__YOUR GOAL__. Lines with the word "that": copy all of them from the entries below.

..............................

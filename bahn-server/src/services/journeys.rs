//! Journey resolution: itineraries, service dates and station departures.
//!
//! A journey is found by train type, train number and the calendar day its
//! `start` falls on. Its stops are resolved one by one; a stop whose
//! station or planned detail is missing is skipped and counted rather than
//! failing the whole itinerary.

use std::pin::pin;

use chrono::{NaiveDate, NaiveDateTime};
use futures::{StreamExt, stream};
use serde::Serialize;
use tracing::{debug, warn};

use crate::domain::time::day_bounds;
use crate::domain::{
    ApiStop, Ds100, Eva, Itinerary, Journey, Station, Stop, TrainNumber, TrainType,
};
use crate::store::RailStore;

use super::directory::{StationDirectory, StationIndex};
use super::error::ServiceError;

/// One occurrence of a train, with its endpoints.
#[derive(Debug, Clone, PartialEq, Serialize)]
#[serde(rename_all = "camelCase")]
pub struct JourneyDate {
    pub start: NaiveDateTime,
    pub line: Option<String>,
    pub origin: Option<Station>,
    pub destination: Option<Station>,
    pub stop_count: usize,
}

/// All occurrences of a train, most recent first.
#[derive(Debug, Clone, PartialEq, Serialize)]
pub struct JourneyDates {
    #[serde(rename = "type")]
    pub train_type: TrainType,
    #[serde(rename = "number")]
    pub train_number: TrainNumber,
    pub count: usize,
    pub dates: Vec<JourneyDate>,
}

/// A journey calling at a station, summarized.
#[derive(Debug, Clone, PartialEq, Serialize)]
#[serde(rename_all = "camelCase")]
pub struct JourneySummary {
    pub train_type: TrainType,
    pub train_number: TrainNumber,
    pub line: Option<String>,
    pub start: NaiveDateTime,
    pub origin: Option<Station>,
    pub destination: Option<Station>,
    pub stop_count: usize,
}

/// Journeys calling at a station on one day.
#[derive(Debug, Clone, PartialEq, Serialize)]
pub struct StationJourneys {
    pub station: Station,
    pub count: usize,
    pub journeys: Vec<JourneySummary>,
}

/// Resolves journeys and itineraries from the store.
pub struct JourneyResolver<'a, S> {
    store: &'a S,
    directory: StationDirectory<'a, S>,
}

impl<'a, S: RailStore> JourneyResolver<'a, S> {
    pub fn new(store: &'a S) -> Self {
        Self {
            store,
            directory: StationDirectory::new(store),
        }
    }

    /// Find the journey of a train starting on `date`.
    async fn find_journey(
        &self,
        train_type: &TrainType,
        train_number: TrainNumber,
        date: NaiveDate,
    ) -> Result<Journey, ServiceError> {
        let (from, to) = day_bounds(date);
        self.store
            .journeys_starting_between(train_type, train_number, from, to)
            .await?
            .into_iter()
            .next()
            .ok_or_else(|| ServiceError::JourneyNotFound {
                train_type: train_type.clone(),
                train_number,
                date,
            })
    }

    /// Resolve one stop into its API shape.
    ///
    /// Fails with a not-found error if the station or the planned detail is
    /// missing. A dangling actual detail reference is treated as no actual
    /// detail.
    async fn resolve_stop(&self, stop: &Stop) -> Result<ApiStop, ServiceError> {
        let station = self.directory.by_eva(stop.station).await?;

        let planned = self
            .store
            .stop_detail(&stop.planned_detail_id)
            .await?
            .ok_or_else(|| ServiceError::StopDetailNotFound(stop.planned_detail_id.clone()))?;

        let actual = match &stop.actual_detail_id {
            Some(id) => self.store.stop_detail(id).await?,
            None => None,
        };

        Ok(ApiStop::resolve(
            station,
            stop.ordinal,
            &planned,
            actual.as_ref(),
        ))
    }

    /// Resolve stops in order, skipping unresolvable ones.
    ///
    /// Returns the resolved stops and how many were skipped. Storage
    /// failures still abort.
    async fn resolve_stops(&self, stops: &[Stop]) -> Result<(Vec<ApiStop>, usize), ServiceError> {
        let mut resolved = Vec::with_capacity(stops.len());
        let mut skipped = 0;

        let mut results = pin!(stream::iter(stops).then(|stop| async move {
            (stop, self.resolve_stop(stop).await)
        }));

        while let Some((stop, result)) = results.next().await {
            match result {
                Ok(api_stop) => resolved.push(api_stop),
                Err(e) if e.is_not_found() => {
                    warn!(stop = %stop.id, ordinal = stop.ordinal, error = %e, "skipping unresolvable stop");
                    skipped += 1;
                }
                Err(e) => return Err(e),
            }
        }

        Ok((resolved, skipped))
    }

    /// The itinerary of a train on the calendar day of `date`.
    ///
    /// Fails with `JourneyNotFound` if the train does not run that day.
    /// Returns `None` if none of its stops could be resolved.
    pub async fn journey(
        &self,
        train_type: &TrainType,
        train_number: TrainNumber,
        date: NaiveDate,
    ) -> Result<Option<Itinerary>, ServiceError> {
        let journey = self.find_journey(train_type, train_number, date).await?;
        let stops = self.store.stops_of_journey(&journey.key).await?;
        let (resolved, skipped) = self.resolve_stops(&stops).await?;

        if skipped > 0 {
            debug!(
                %train_type,
                train_number,
                %date,
                skipped,
                resolved = resolved.len(),
                "itinerary is partial"
            );
        }

        Ok(Itinerary::assemble(&journey, resolved, skipped))
    }

    /// The itinerary of a train, with `date` interpreted as the day it
    /// reaches `reference`.
    ///
    /// If the train reaches the reference station on a different calendar
    /// day than it started, the journey is resolved again using that day.
    /// Otherwise the already resolved itinerary is returned.
    pub async fn journey_at_reference(
        &self,
        train_type: &TrainType,
        train_number: TrainNumber,
        date: NaiveDate,
        reference: &Ds100,
    ) -> Result<Option<Itinerary>, ServiceError> {
        let Some(itinerary) = self.journey(train_type, train_number, date).await? else {
            return Ok(None);
        };

        let station = self.directory.by_ds100(reference).await?;

        let stop = itinerary
            .stops
            .iter()
            .find(|s| s.station.ds100 == station.ds100)
            .ok_or_else(|| ServiceError::ReferenceStationNotInJourney(station.ds100.clone()))?;

        let event = stop
            .reference_time()
            .ok_or_else(|| ServiceError::ReferenceStopWithoutTime(station.ds100.clone()))?;

        let event_day = event.date();
        if event_day != itinerary.start.date() {
            debug!(
                reference = %station.ds100,
                start = %itinerary.start.date(),
                %event_day,
                "reference stop is on a later day, re-resolving"
            );
            return self.journey(train_type, train_number, event_day).await;
        }

        Ok(Some(itinerary))
    }

    /// Every occurrence of a train, most recent first, with its first and
    /// last station and number of stops.
    pub async fn journey_dates(
        &self,
        train_type: &TrainType,
        train_number: TrainNumber,
    ) -> Result<JourneyDates, ServiceError> {
        let journeys = self.store.journeys_of_train(train_type, train_number).await?;

        let mut dates = Vec::with_capacity(journeys.len());
        for journey in journeys {
            let stops = self.store.stops_of_journey(&journey.key).await?;
            let (first, last) = extremes(&stops);

            let origin = match first {
                Some(eva) => self.station_or_none(eva).await?,
                None => None,
            };
            let destination = match last {
                Some(eva) => self.station_or_none(eva).await?,
                None => None,
            };

            dates.push(JourneyDate {
                start: journey.key.start,
                line: journey.line,
                origin,
                destination,
                stop_count: stops.len(),
            });
        }

        Ok(JourneyDates {
            train_type: train_type.clone(),
            train_number,
            count: dates.len(),
            dates,
        })
    }

    /// Journeys calling at a station on the calendar day of `date`.
    ///
    /// Origins and destinations are looked up in the station snapshot, so
    /// this fails with `SnapshotUnavailable` before the snapshot is loaded.
    pub async fn journeys_at_station(
        &self,
        ds100: &Ds100,
        date: NaiveDate,
        stations: Option<&StationIndex>,
    ) -> Result<StationJourneys, ServiceError> {
        let station = self.directory.by_ds100(ds100).await?;
        let stations = stations.ok_or(ServiceError::SnapshotUnavailable)?;

        let (from, to) = day_bounds(date);
        let stops = self
            .store
            .stops_at_station_between(station.eva, from, to)
            .await?;

        let mut journeys = Vec::with_capacity(stops.len());
        for stop in &stops {
            let Some(journey) = self.store.journey(&stop.journey).await? else {
                warn!(stop = %stop.id, journey = %stop.journey.id, "stop references unknown journey");
                continue;
            };

            let journey_stops = self.store.stops_of_journey(&journey.key).await?;
            let (first, last) = extremes(&journey_stops);

            journeys.push(JourneySummary {
                train_type: journey.train_type,
                train_number: journey.train_number,
                line: journey.line,
                start: journey.key.start,
                origin: first.and_then(|eva| stations.get(eva)).cloned(),
                destination: last.and_then(|eva| stations.get(eva)).cloned(),
                stop_count: journey_stops.len(),
            });
        }

        Ok(StationJourneys {
            station,
            count: journeys.len(),
            journeys,
        })
    }

    async fn station_or_none(&self, eva: Eva) -> Result<Option<Station>, ServiceError> {
        match self.directory.by_eva(eva).await {
            Ok(station) => Ok(Some(station)),
            Err(ServiceError::StationNotFound(_)) => Ok(None),
            Err(e) => Err(e),
        }
    }
}

/// Stations of the lowest and highest ordinal stop.
fn extremes(stops: &[Stop]) -> (Option<Eva>, Option<Eva>) {
    let first = stops.iter().min_by_key(|s| s.ordinal).map(|s| s.station);
    let last = stops.iter().max_by_key(|s| s.ordinal).map(|s| s.station);
    (first, last)
}
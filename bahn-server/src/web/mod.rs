//! Web layer for the rail network service.
//!
//! Provides HTTP endpoints under `/bahn/v1` for stations, journeys and
//! the connection graph.

mod dto;
mod routes;
mod state;

pub use dto::*;
pub use routes::{AppError, create_router};
pub use state::AppState;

..............................

__TASK OUTPUT__.
    /// Fails with `JourneyNotFound` if the train does not run that day.
    /// day than it started, the journey is resolved again using that day.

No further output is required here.